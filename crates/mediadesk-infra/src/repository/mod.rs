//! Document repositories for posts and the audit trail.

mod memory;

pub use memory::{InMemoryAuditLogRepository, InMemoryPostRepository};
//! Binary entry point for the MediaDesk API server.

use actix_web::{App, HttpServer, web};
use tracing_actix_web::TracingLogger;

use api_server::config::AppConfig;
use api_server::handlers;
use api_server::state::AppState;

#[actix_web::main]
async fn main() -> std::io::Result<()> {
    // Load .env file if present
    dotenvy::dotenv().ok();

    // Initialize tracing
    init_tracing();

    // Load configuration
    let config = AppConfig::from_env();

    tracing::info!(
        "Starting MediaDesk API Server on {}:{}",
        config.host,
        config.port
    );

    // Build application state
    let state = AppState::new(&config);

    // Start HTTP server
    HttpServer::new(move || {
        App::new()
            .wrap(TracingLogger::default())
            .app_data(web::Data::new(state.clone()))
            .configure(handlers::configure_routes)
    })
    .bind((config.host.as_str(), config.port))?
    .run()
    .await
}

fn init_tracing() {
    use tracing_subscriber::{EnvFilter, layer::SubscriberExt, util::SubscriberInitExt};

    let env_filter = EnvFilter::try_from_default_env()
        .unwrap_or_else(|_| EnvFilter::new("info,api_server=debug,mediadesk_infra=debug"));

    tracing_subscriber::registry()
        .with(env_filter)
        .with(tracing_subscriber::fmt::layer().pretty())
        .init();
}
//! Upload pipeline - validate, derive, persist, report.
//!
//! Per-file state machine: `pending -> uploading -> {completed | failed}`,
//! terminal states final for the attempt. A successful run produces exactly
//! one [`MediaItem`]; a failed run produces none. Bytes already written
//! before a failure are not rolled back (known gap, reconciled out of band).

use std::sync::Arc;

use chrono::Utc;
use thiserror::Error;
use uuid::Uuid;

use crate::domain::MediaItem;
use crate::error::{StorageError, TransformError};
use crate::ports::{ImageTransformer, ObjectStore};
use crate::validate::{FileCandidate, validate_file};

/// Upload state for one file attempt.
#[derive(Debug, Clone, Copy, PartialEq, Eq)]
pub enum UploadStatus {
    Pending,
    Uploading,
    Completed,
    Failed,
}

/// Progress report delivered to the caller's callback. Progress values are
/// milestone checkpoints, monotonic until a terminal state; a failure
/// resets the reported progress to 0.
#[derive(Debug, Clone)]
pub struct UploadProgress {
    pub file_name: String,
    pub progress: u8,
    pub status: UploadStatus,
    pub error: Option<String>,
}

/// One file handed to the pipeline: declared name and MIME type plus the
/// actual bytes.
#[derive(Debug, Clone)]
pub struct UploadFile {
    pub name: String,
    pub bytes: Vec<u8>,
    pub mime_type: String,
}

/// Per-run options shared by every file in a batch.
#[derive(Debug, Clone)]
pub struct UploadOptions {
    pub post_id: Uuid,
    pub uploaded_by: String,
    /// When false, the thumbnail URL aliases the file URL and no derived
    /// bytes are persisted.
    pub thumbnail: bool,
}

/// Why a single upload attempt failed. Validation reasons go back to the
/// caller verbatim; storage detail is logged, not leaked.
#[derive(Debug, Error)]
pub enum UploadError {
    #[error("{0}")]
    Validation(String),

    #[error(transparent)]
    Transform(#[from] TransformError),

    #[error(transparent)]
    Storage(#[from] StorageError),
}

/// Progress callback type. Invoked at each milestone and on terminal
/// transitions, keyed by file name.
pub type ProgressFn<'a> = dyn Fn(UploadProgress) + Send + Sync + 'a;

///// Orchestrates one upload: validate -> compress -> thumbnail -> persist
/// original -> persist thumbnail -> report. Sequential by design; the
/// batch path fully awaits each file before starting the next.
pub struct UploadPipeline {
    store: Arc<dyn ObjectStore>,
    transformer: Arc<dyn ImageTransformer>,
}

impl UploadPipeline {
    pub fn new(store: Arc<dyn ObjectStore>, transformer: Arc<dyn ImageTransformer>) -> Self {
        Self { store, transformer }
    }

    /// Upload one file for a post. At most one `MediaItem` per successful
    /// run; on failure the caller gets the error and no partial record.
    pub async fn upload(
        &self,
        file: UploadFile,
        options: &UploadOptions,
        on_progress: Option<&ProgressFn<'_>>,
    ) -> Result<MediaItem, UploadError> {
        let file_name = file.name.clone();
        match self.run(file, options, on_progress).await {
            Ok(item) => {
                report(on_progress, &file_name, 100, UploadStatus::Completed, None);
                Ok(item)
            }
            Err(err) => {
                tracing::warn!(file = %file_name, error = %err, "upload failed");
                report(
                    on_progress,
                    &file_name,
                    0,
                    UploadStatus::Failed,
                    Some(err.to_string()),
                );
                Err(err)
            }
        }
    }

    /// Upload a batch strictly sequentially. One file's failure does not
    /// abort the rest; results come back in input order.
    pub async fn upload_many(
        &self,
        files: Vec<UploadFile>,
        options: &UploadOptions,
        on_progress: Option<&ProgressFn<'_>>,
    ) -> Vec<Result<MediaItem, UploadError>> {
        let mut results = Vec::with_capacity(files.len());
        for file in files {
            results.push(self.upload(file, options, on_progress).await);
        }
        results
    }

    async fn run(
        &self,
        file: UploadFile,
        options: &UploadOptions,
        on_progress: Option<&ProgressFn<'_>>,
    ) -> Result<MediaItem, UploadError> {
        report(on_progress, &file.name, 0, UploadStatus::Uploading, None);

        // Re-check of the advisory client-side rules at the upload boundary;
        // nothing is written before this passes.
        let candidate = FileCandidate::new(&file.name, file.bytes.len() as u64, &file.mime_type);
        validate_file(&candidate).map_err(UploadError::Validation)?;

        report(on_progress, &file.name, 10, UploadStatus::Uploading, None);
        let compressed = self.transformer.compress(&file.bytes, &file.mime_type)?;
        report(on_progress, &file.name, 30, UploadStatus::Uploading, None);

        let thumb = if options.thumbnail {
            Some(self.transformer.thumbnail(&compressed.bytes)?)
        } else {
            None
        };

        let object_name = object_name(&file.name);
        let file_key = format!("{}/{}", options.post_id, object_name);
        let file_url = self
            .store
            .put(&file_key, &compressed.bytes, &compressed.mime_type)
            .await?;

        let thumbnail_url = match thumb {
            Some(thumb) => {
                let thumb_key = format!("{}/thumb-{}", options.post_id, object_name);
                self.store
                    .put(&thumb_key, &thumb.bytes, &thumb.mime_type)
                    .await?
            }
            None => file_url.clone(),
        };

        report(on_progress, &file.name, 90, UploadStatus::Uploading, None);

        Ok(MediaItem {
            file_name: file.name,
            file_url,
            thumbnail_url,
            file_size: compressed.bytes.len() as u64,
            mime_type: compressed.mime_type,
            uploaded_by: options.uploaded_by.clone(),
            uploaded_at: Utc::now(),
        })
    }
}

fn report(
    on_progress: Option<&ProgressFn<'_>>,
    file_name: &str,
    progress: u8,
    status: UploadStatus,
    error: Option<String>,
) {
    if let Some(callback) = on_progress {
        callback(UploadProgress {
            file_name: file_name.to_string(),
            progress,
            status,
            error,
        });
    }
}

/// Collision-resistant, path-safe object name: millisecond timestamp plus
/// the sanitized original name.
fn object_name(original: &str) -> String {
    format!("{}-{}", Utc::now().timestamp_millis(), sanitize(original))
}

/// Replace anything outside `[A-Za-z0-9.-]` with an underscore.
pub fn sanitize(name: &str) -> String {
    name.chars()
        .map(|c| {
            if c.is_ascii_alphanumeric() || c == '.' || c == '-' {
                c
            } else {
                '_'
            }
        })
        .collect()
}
+--
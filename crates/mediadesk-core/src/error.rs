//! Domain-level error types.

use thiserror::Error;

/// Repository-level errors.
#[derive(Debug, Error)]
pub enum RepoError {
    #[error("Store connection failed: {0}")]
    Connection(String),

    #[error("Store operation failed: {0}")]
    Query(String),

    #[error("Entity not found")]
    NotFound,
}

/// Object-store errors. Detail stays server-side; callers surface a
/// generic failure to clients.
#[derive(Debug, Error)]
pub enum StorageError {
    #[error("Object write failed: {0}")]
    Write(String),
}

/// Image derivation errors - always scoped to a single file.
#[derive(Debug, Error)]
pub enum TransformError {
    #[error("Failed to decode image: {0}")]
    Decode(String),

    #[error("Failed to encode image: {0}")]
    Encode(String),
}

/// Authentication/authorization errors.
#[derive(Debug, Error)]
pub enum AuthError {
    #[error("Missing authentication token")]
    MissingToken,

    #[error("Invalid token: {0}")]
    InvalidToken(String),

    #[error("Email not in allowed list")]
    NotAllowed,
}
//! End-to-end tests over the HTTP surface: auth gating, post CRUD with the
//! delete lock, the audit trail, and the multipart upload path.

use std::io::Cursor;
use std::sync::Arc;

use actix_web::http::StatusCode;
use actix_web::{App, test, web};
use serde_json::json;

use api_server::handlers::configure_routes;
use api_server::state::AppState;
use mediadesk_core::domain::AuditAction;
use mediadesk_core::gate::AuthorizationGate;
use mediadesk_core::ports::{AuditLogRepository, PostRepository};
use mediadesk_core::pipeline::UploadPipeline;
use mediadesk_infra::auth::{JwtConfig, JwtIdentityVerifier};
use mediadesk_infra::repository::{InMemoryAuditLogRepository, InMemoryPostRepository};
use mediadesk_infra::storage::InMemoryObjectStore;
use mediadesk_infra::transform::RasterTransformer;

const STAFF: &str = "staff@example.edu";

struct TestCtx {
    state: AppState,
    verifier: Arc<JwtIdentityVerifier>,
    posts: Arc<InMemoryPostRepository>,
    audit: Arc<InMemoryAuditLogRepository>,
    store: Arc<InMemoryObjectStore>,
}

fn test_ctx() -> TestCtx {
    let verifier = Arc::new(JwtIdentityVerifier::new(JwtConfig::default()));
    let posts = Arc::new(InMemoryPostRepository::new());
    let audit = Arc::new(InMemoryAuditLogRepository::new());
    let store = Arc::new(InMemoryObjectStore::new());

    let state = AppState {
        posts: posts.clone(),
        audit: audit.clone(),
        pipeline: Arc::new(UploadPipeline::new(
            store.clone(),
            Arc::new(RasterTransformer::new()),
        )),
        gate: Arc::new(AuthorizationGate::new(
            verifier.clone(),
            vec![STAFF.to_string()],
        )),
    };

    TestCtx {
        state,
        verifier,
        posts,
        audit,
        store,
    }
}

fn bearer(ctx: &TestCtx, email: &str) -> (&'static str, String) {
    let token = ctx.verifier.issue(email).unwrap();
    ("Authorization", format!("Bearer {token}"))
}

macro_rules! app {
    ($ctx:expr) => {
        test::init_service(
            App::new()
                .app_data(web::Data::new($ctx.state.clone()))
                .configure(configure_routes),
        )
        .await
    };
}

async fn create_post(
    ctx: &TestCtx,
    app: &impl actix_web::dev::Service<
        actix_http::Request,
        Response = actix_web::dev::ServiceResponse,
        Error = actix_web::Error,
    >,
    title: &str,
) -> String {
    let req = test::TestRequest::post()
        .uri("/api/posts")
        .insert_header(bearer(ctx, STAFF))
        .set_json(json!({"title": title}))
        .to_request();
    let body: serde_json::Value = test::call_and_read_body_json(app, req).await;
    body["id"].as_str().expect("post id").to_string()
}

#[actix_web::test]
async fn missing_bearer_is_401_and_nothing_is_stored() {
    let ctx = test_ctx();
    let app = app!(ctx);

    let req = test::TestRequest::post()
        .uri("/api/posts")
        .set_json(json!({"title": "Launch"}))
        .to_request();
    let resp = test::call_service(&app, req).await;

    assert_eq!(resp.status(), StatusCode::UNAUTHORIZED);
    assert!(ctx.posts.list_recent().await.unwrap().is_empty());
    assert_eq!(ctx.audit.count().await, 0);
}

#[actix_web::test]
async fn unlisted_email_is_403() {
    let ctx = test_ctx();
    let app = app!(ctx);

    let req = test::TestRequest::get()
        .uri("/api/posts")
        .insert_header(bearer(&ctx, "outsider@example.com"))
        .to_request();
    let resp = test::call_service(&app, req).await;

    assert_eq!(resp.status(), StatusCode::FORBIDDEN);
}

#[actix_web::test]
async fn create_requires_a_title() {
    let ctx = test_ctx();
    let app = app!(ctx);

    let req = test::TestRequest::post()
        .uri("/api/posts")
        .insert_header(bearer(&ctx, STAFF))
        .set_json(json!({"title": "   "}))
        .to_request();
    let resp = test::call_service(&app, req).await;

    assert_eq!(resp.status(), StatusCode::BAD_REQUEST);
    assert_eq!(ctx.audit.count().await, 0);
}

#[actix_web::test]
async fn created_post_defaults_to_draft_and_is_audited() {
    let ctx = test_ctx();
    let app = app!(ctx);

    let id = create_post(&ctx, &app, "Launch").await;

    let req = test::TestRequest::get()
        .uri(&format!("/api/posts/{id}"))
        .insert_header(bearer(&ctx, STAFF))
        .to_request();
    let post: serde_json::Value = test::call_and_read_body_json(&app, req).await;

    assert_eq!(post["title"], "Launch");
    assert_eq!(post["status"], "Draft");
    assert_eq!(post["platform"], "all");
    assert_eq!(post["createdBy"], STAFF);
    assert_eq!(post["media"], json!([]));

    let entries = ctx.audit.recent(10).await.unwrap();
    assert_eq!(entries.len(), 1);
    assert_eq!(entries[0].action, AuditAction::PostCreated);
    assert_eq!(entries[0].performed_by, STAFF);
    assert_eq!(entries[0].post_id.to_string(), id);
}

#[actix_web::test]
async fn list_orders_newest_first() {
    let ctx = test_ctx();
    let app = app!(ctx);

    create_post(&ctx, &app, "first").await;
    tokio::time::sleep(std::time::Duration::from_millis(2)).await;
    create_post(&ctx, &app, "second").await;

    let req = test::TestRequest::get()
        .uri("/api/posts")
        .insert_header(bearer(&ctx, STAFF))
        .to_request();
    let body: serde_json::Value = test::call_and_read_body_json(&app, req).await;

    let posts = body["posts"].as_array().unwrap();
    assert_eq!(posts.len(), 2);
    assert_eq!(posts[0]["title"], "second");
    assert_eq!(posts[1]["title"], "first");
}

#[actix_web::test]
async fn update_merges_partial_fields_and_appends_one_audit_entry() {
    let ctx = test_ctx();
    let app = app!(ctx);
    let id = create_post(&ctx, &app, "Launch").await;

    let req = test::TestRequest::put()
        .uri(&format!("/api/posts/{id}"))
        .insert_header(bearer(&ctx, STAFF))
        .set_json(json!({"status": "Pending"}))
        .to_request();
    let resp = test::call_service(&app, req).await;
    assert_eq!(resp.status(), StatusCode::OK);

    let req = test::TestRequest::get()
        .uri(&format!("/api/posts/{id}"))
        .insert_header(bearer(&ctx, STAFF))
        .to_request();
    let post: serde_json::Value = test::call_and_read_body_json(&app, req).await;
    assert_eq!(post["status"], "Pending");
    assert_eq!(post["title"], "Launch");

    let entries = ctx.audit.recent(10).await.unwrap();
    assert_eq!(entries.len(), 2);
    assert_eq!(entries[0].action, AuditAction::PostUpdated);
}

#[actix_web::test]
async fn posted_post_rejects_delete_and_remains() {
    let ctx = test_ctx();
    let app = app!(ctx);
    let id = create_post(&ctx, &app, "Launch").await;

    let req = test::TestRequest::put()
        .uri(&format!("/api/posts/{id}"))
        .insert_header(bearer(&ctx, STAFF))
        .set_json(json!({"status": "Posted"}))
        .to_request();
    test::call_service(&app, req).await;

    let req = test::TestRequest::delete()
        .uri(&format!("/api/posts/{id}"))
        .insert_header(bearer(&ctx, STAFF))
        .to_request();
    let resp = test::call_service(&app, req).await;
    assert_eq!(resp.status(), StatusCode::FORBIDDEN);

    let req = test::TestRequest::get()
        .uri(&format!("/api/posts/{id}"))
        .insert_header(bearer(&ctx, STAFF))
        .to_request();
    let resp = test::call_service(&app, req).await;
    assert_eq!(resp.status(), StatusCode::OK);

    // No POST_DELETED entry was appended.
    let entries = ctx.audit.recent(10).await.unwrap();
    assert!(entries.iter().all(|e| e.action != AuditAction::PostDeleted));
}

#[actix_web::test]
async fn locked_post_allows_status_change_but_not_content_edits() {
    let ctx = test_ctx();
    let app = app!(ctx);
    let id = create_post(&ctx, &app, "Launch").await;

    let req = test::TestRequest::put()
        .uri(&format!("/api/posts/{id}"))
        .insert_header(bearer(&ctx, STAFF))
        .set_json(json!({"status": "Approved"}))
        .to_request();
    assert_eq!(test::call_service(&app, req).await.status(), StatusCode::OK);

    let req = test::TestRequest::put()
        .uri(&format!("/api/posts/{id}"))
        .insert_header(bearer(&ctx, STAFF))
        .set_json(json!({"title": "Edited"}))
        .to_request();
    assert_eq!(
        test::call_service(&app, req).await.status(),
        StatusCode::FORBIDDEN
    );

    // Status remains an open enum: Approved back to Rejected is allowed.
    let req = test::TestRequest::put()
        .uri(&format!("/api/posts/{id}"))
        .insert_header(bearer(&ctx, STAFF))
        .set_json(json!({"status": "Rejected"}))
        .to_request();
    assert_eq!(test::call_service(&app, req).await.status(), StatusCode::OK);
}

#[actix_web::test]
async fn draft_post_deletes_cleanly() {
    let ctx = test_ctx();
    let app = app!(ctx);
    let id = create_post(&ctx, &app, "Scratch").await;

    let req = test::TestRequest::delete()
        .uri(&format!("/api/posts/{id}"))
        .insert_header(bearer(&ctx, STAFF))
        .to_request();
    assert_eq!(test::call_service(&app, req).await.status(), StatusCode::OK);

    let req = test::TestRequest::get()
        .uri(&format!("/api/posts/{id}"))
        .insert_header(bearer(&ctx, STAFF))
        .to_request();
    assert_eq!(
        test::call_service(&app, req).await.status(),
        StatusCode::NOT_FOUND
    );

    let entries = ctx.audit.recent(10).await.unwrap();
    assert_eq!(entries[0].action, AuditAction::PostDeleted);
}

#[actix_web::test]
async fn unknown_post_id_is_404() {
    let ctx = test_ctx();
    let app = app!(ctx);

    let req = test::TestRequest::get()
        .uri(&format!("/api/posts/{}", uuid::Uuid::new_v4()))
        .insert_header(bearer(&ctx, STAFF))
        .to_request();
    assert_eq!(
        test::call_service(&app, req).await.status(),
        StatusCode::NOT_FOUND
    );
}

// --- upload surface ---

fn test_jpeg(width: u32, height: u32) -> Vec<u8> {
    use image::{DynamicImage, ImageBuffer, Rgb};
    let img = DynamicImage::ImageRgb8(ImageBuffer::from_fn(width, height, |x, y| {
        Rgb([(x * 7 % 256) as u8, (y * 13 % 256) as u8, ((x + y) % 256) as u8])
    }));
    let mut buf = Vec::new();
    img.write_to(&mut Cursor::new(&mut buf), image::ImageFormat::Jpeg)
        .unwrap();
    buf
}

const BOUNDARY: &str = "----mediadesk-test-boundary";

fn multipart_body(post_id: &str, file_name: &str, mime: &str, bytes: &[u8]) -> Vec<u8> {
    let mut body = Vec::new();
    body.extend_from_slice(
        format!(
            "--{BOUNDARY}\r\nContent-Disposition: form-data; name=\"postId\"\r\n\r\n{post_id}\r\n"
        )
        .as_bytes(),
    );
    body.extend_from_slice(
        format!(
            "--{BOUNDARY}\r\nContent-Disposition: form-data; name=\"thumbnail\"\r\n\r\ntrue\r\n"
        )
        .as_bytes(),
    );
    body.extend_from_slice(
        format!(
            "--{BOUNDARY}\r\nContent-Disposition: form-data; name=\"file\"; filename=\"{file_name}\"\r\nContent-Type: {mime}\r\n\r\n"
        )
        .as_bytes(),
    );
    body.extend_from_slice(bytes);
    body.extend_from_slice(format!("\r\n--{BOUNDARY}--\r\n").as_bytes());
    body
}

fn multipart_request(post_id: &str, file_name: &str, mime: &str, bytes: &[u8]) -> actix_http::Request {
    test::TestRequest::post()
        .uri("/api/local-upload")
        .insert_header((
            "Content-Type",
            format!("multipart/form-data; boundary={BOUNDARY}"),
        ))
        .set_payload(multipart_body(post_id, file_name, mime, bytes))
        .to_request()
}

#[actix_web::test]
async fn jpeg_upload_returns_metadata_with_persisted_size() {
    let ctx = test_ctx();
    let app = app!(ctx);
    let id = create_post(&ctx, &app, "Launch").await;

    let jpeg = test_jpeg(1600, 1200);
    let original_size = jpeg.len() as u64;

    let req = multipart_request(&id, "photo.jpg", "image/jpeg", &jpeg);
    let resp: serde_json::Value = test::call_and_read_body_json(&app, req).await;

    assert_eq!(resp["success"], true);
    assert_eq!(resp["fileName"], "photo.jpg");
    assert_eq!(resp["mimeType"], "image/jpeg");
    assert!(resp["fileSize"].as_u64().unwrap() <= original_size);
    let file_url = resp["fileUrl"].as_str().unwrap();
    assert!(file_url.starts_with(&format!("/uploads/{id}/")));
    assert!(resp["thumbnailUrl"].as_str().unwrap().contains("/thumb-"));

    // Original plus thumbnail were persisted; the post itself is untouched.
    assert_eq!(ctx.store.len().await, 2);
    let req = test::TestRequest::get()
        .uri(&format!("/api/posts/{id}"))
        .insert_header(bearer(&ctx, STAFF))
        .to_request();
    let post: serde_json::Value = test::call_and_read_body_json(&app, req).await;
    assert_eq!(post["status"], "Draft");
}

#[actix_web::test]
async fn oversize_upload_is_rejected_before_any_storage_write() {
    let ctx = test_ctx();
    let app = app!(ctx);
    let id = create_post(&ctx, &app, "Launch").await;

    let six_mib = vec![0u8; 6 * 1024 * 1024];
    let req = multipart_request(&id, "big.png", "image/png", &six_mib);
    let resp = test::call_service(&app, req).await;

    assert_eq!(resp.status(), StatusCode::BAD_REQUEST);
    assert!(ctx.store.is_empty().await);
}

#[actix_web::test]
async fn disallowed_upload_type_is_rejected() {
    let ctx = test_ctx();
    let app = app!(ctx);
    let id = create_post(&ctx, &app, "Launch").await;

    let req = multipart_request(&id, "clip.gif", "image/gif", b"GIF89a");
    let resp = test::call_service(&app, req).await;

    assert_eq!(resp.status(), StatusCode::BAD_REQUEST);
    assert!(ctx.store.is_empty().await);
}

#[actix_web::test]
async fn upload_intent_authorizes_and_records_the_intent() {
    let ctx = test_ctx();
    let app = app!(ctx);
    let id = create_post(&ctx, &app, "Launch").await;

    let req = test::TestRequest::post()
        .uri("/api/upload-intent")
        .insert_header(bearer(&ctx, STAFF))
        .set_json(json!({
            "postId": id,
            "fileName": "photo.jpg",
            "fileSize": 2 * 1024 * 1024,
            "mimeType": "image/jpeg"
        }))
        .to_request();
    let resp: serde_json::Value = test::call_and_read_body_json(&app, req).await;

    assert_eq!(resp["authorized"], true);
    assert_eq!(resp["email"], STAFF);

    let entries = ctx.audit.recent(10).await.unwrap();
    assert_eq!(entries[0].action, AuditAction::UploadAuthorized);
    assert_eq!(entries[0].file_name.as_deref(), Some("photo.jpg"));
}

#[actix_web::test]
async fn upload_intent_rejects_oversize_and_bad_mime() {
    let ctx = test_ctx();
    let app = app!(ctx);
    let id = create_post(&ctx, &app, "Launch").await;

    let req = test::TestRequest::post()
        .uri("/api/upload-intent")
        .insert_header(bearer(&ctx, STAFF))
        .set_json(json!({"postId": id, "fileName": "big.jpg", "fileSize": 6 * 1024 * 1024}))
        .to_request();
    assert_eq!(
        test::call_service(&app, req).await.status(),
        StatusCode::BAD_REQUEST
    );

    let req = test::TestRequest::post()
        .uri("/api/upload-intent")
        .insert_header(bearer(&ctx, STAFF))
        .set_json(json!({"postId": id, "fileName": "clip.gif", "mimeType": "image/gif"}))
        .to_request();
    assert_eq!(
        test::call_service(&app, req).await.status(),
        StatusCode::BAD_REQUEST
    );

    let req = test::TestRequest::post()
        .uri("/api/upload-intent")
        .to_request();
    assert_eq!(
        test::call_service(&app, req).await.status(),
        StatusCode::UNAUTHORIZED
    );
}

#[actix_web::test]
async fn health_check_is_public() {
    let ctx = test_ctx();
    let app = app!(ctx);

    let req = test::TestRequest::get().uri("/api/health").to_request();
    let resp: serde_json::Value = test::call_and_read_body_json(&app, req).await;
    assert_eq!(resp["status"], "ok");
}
+--
■ What you have to do
In how many lines of the records does the word "example" appear? Answer with the number only.

■ Expected output
2